A advogada Antonielle Feitas, especialista em direito digital, explica que não houve mudança no crime, mas, sim, no marco regulatório do ambiente digital para crianças e adolescentes, com foco em “deveres e responsabilidades de plataformas digitais, mecanismos de verificação e aferição de idade, regras de classificação indicativa e de design de produtos digitais, políticas públicas de prevenção de riscos e de proteção infantojuvenil no online”.

Letras musicais

No pedido de absolvição e soltura do casal, o corpo jurídico disserta que “a sentença considerou como fato criminoso exatamente as letras musicais das quais os adolescentes dançavam”, como o BregaFunk.

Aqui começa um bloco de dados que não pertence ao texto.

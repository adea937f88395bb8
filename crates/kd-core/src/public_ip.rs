//! Public IP assignment for pods
//!
//! Keeps a pod's configuration and the pool in agreement: a pod has a live
//! public address in its config exactly when the pool holds an allocation
//! record for it. Revocation keeps the old address in the config's shadow
//! fields so a later assignment can ask for it back.
//!
//! Pool and config changes run in separate transactions; whichever step
//! fails second is compensated so that a failure leaves neither a config
//! pointing at an unallocated address nor an allocation nobody uses.

use crate::error::KdError;
use crate::ippool::{AllocationRequest, IpPool};
use crate::store::Store;
use kd_models::{Pod, PodId, PublicIp};
use std::net::Ipv4Addr;
use std::sync::Arc;
use tracing::{error, info, warn};

/// Assigns and revokes pod public addresses against an [`IpPool`]
#[derive(Clone)]
pub struct PublicIpAssigner {
    pool: IpPool,
    store: Arc<dyn Store>,
    fixed_ip_pools: bool,
}

impl PublicIpAssigner {
    /// `fixed_ip_pools` restricts allocation to networks bound to the pod's node
    pub fn new(store: Arc<dyn Store>, fixed_ip_pools: bool) -> Self {
        Self {
            pool: IpPool::new(Arc::clone(&store)),
            store,
            fixed_ip_pools,
        }
    }

    /// Underlying address pool
    pub fn pool(&self) -> &IpPool {
        &self.pool
    }

    /// Current database copy of a pod
    pub async fn load_pod(&self, pod_id: PodId) -> Result<Pod, KdError> {
        let mut tx = self.store.begin().await?;
        tx.get_pod(pod_id).await?.ok_or(KdError::PodNotFound(pod_id))
    }

    async fn save_pod(&self, pod: Pod) -> Result<(), KdError> {
        let mut tx = self.store.begin().await?;
        tx.save_pod(pod).await?;
        tx.commit().await?;
        Ok(())
    }

    /// Give a pod a public address.
    ///
    /// A pod with a live address keeps it. A pod whose address was freed
    /// asks for the same address back and gets the lowest free one if it
    /// is gone. A pod without public ports gets nothing.
    pub async fn assign(&self, pod_id: PodId) -> Result<Option<Ipv4Addr>, KdError> {
        let pod = self.load_pod(pod_id).await?;

        let preferred = match pod.config.public_ip() {
            PublicIp::Assigned(ip) => {
                if self
                    .pool
                    .find_by_pod(pod_id)
                    .await?
                    .is_some_and(|record| record.addr() == ip)
                {
                    return Ok(Some(ip));
                }
                warn!("Pod {} claims {} without an allocation, reallocating", pod_id, ip);
                Some(ip)
            }
            PublicIp::Freed(ip) => Some(ip),
            PublicIp::Unassigned => {
                if !pod.config.has_public_ports() {
                    return Ok(None);
                }
                None
            }
        };

        let request = AllocationRequest {
            pod_id,
            owner_id: pod.owner_id,
            preferred,
            node: if self.fixed_ip_pools {
                pod.config.node.clone()
            } else {
                None
            },
        };
        let ip = self.pool.allocate(&request).await?;
        if let Some(previous) = preferred.filter(|previous| *previous != ip) {
            info!("{} is no longer free, pod {} gets {}", previous, pod_id, ip);
        }

        let mut updated = pod;
        updated.config.assign_public_ip(ip);
        if let Err(e) = self.save_pod(updated).await {
            error!("Failed to store {} in pod {}: {}", ip, pod_id, e);
            if let Err(release_err) = self.pool.release(ip).await {
                error!("Failed to release {} after error: {}", ip, release_err);
            }
            return Err(e);
        }

        info!("Assigned public IP {} to pod {}", ip, pod_id);
        Ok(Some(ip))
    }

    /// Take a pod's public address back into the pool.
    ///
    /// The address moves to the shadow fields of the config. Revoking a pod
    /// without a live address is a no-op.
    pub async fn revoke(&self, pod_id: PodId) -> Result<Option<Ipv4Addr>, KdError> {
        let pod = self.load_pod(pod_id).await?;

        let mut updated = pod.clone();
        let Some(ip) = updated.config.free_public_ip() else {
            if let Some(stray) = self.pool.find_by_pod(pod_id).await? {
                warn!("Pod {} has no public IP but holds {}, releasing", pod_id, stray.addr());
                self.pool.release(stray.addr()).await?;
            }
            return Ok(None);
        };

        self.save_pod(updated).await?;
        if let Err(e) = self.pool.release(ip).await {
            error!("Failed to release {} of pod {}: {}", ip, pod_id, e);
            if let Err(restore_err) = self.save_pod(pod).await {
                error!("Failed to restore config of pod {}: {}", pod_id, restore_err);
            }
            return Err(e);
        }

        info!("Revoked public IP {} from pod {}", ip, pod_id);
        Ok(Some(ip))
    }

    /// Undo an [`assign`](Self::assign): put back the config the pod had in
    /// `previous`, then release whatever it holds now.
    ///
    /// The config is written first. If the release then fails the pod is
    /// left with a stray allocation, which the next [`revoke`](Self::revoke)
    /// cleans up, never with a live address the pool does not hold.
    pub async fn rollback_assign(&self, previous: &Pod) -> Result<(), KdError> {
        let mut restored = self.load_pod(previous.id).await?;
        restored.config = previous.config.clone();
        self.save_pod(restored).await?;

        let keep = previous.config.live_ip();
        if let Some(record) = self.pool.find_by_pod(previous.id).await?
            && Some(record.addr()) != keep
        {
            self.pool.release(record.addr()).await?;
        }
        info!("Rolled back public IP of pod {}", previous.id);
        Ok(())
    }

    /// Drop a pod's address for good, shadow included
    pub async fn release_for_deletion(&self, pod_id: PodId) -> Result<Option<Ipv4Addr>, KdError> {
        let mut pod = self.load_pod(pod_id).await?;
        let released = match self.pool.find_by_pod(pod_id).await? {
            Some(record) => {
                self.pool.release(record.addr()).await?;
                Some(record.addr())
            }
            None => None,
        };
        if pod.config.public_ip() != PublicIp::Unassigned {
            pod.config.clear_public_ip();
            self.save_pod(pod).await?;
        }
        Ok(released)
    }

    /// Revoke whatever pod holds `ip`. Returns that pod.
    pub async fn unbind(&self, ip: Ipv4Addr) -> Result<Option<PodId>, KdError> {
        let Some(record) = self.pool.find_by_address(ip).await? else {
            return Ok(None);
        };
        self.revoke(record.pod_id).await?;
        Ok(Some(record.pod_id))
    }
}

#[cfg(test)]
mod tests {
    use super::*;
    use crate::ippool::NewNetwork;
    use crate::store::MemoryStore;
    use kd_models::{ContainerSpec, PortSpec, UserId};

    async fn setup(cidr: &str) -> (MemoryStore, PublicIpAssigner) {
        let store = MemoryStore::new();
        let assigner = PublicIpAssigner::new(Arc::new(store.clone()), false);
        assigner
            .pool()
            .create(NewNetwork {
                network: cidr.to_string(),
                ..Default::default()
            })
            .await
            .unwrap();
        (store, assigner)
    }

    async fn add_pod(store: &MemoryStore, ports: Vec<PortSpec>) -> Pod {
        let pod = Pod::new(
            UserId(1),
            "web",
            vec![ContainerSpec {
                name: "app".to_string(),
                image: "nginx".to_string(),
                ports,
            }],
        );
        let mut tx = store.begin().await.unwrap();
        tx.save_pod(pod.clone()).await.unwrap();
        tx.commit().await.unwrap();
        pod
    }

    fn ip(s: &str) -> Ipv4Addr {
        s.parse().unwrap()
    }

    #[tokio::test]
    async fn test_assign_revoke_reassign_same_address() {
        let (store, assigner) = setup("10.0.0.0/29").await;
        let pod = add_pod(&store, vec![PortSpec::public(80)]).await;

        assert_eq!(assigner.assign(pod.id).await.unwrap(), Some(ip("10.0.0.1")));
        assert_eq!(assigner.assign(pod.id).await.unwrap(), Some(ip("10.0.0.1")));

        assert_eq!(assigner.revoke(pod.id).await.unwrap(), Some(ip("10.0.0.1")));
        let revoked = assigner.load_pod(pod.id).await.unwrap();
        assert_eq!(revoked.config.public_ip(), PublicIp::Freed(ip("10.0.0.1")));
        assert!(revoked.config.has_freed_ports());
        assert!(assigner.pool().find_by_pod(pod.id).await.unwrap().is_none());
        assert_eq!(assigner.revoke(pod.id).await.unwrap(), None);

        assert_eq!(assigner.assign(pod.id).await.unwrap(), Some(ip("10.0.0.1")));
        let mut expected = pod.config.clone();
        expected.assign_public_ip(ip("10.0.0.1"));
        assert_eq!(assigner.load_pod(pod.id).await.unwrap().config, expected);
    }

    #[tokio::test]
    async fn test_private_pod_gets_nothing() {
        let (store, assigner) = setup("10.0.0.0/29").await;
        let pod = add_pod(&store, vec![PortSpec::private(5432)]).await;

        assert_eq!(assigner.assign(pod.id).await.unwrap(), None);
        assert!(assigner.pool().user_addresses(UserId(1)).await.unwrap().is_empty());
    }

    #[tokio::test]
    async fn test_freed_address_taken_falls_back() {
        let (store, assigner) = setup("10.0.0.0/29").await;
        let pod = add_pod(&store, vec![PortSpec::public(80)]).await;
        let other = add_pod(&store, vec![PortSpec::public(80)]).await;

        assigner.assign(pod.id).await.unwrap();
        assigner.revoke(pod.id).await.unwrap();
        assert_eq!(assigner.assign(other.id).await.unwrap(), Some(ip("10.0.0.1")));

        assert_eq!(assigner.assign(pod.id).await.unwrap(), Some(ip("10.0.0.2")));
    }

    #[tokio::test]
    async fn test_failed_config_save_releases_address() {
        let (store, assigner) = setup("10.0.0.0/29").await;
        let pod = add_pod(&store, vec![PortSpec::public(80)]).await;

        store.fail_next_pod_saves(1);
        assert!(assigner.assign(pod.id).await.is_err());

        assert!(assigner.pool().find_by_pod(pod.id).await.unwrap().is_none());
        let unchanged = assigner.load_pod(pod.id).await.unwrap();
        assert_eq!(unchanged.config, pod.config);
    }

    #[tokio::test]
    async fn test_unbind_and_release_for_deletion() {
        let (store, assigner) = setup("10.0.0.0/29").await;
        let pod = add_pod(&store, vec![PortSpec::public(80)]).await;
        let held = assigner.assign(pod.id).await.unwrap().unwrap();

        assert_eq!(assigner.unbind(held).await.unwrap(), Some(pod.id));
        assert_eq!(assigner.unbind(held).await.unwrap(), None);
        assert!(assigner.load_pod(pod.id).await.unwrap().config.freed_ip().is_some());

        assigner.assign(pod.id).await.unwrap();
        assert_eq!(assigner.release_for_deletion(pod.id).await.unwrap(), Some(held));
        let cleared = assigner.load_pod(pod.id).await.unwrap();
        assert_eq!(cleared.config.public_ip(), PublicIp::Unassigned);
        assert!(!cleared.config.has_freed_ports());
    }

    #[tokio::test]
    async fn test_rollback_restores_previous_config() {
        let (store, assigner) = setup("10.0.0.0/29").await;
        let pod = add_pod(&store, vec![PortSpec::public(80)]).await;
        assigner.assign(pod.id).await.unwrap();
        assigner.revoke(pod.id).await.unwrap();
        let suspended = assigner.load_pod(pod.id).await.unwrap();

        assigner.assign(pod.id).await.unwrap();
        assigner.rollback_assign(&suspended).await.unwrap();

        assert_eq!(assigner.load_pod(pod.id).await.unwrap().config, suspended.config);
        assert!(assigner.pool().find_by_pod(pod.id).await.unwrap().is_none());
    }

    #[tokio::test]
    async fn test_failed_rollback_keeps_config_and_allocation_in_step() {
        let (store, assigner) = setup("10.0.0.0/29").await;
        let pod = add_pod(&store, vec![PortSpec::public(80)]).await;
        assigner.assign(pod.id).await.unwrap();
        assigner.revoke(pod.id).await.unwrap();
        let suspended = assigner.load_pod(pod.id).await.unwrap();
        assigner.assign(pod.id).await.unwrap();

        store.fail_next_pod_saves(1);
        assert!(assigner.rollback_assign(&suspended).await.is_err());

        // Nothing was released: the live address is still backed by the pool.
        let current = assigner.load_pod(pod.id).await.unwrap();
        assert_eq!(current.config.public_ip(), PublicIp::Assigned(ip("10.0.0.1")));
        let record = assigner.pool().find_by_pod(pod.id).await.unwrap().unwrap();
        assert_eq!(record.addr(), ip("10.0.0.1"));

        assigner.rollback_assign(&suspended).await.unwrap();
        assert_eq!(assigner.load_pod(pod.id).await.unwrap().config, suspended.config);
        assert!(assigner.pool().find_by_pod(pod.id).await.unwrap().is_none());
    }
}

Segundo o advogado Sean Abib, a nova legislação exclui a “reprodução e manifestação de poses ditas eróticas quando em movimentos de danças ou reprodução de conteúdo de música ou de conteúdo de áudio”.

A advogada constitucionalista Vera Chemim diz que a dança como a música BregaFunk é legítima e deve ser respeitada. Mas faz um alerta: “O que não se pode confundir é a participação de crianças e adolescentes em danças que incitem ao sexo ou situações similares”.

Especialistas divergem sobre absolvição

A reportagem conversou com advogados especializados na área e perguntou se as alterações podem levar à absolvição e à soltura de Hytalo e Israel.

Para a advogada Antonielle Feitas, a resposta é “não”.

“Só uma lei aprovada pelo Congresso e sancionada pode extinguir um crime. Mudanças em decretos, regulamentos ou interpretações administrativas não têm força para descriminalizar condutas. O artigo 240 do ECA segue plenamente válido e inalterado.”
(Antonielle Feitas)

O artigo 240 do ECA (Lei nº 8.069/1990) é o tipo penal que criminaliza a produção, reprodução ou divulgação de cena de sexo explícito ou pornográfica que envolve crianças ou adolescentes. De acordo com a advogada Antonielle, essa legislação “permanece integralmente vigente e inalterada”.

Perguntada se a alteração na legislação pode beneficiar os réus, a especialista diz que “o decreto não pode afastar lei penal, e regras regulatórias para plataformas não alteram o conceito de pornografia infantil do ECA. Eventual benefício para os réus só poderia surgir de uma nova avaliação do caso concreto pelo Judiciário (por exemplo, sobre provas, dolo ou enquadramento dos fatos) e não por mudança na legislação digital”.

Já a advogada Beatriz Alaia diz que “em tese” as atualizações se aplicam ao caso de Hytalo e o marido.

“No Direito Penal brasileiro, vigora o princípio da retroatividade da lei penal mais benéfica. Se uma nova lei deixa de considerar crime um fato anteriormente punido ou se, de qualquer modo, favorece o réu, ela deve ser aplicada retroativamente, mesmo para casos com sentença condenatória transitada em julgado.”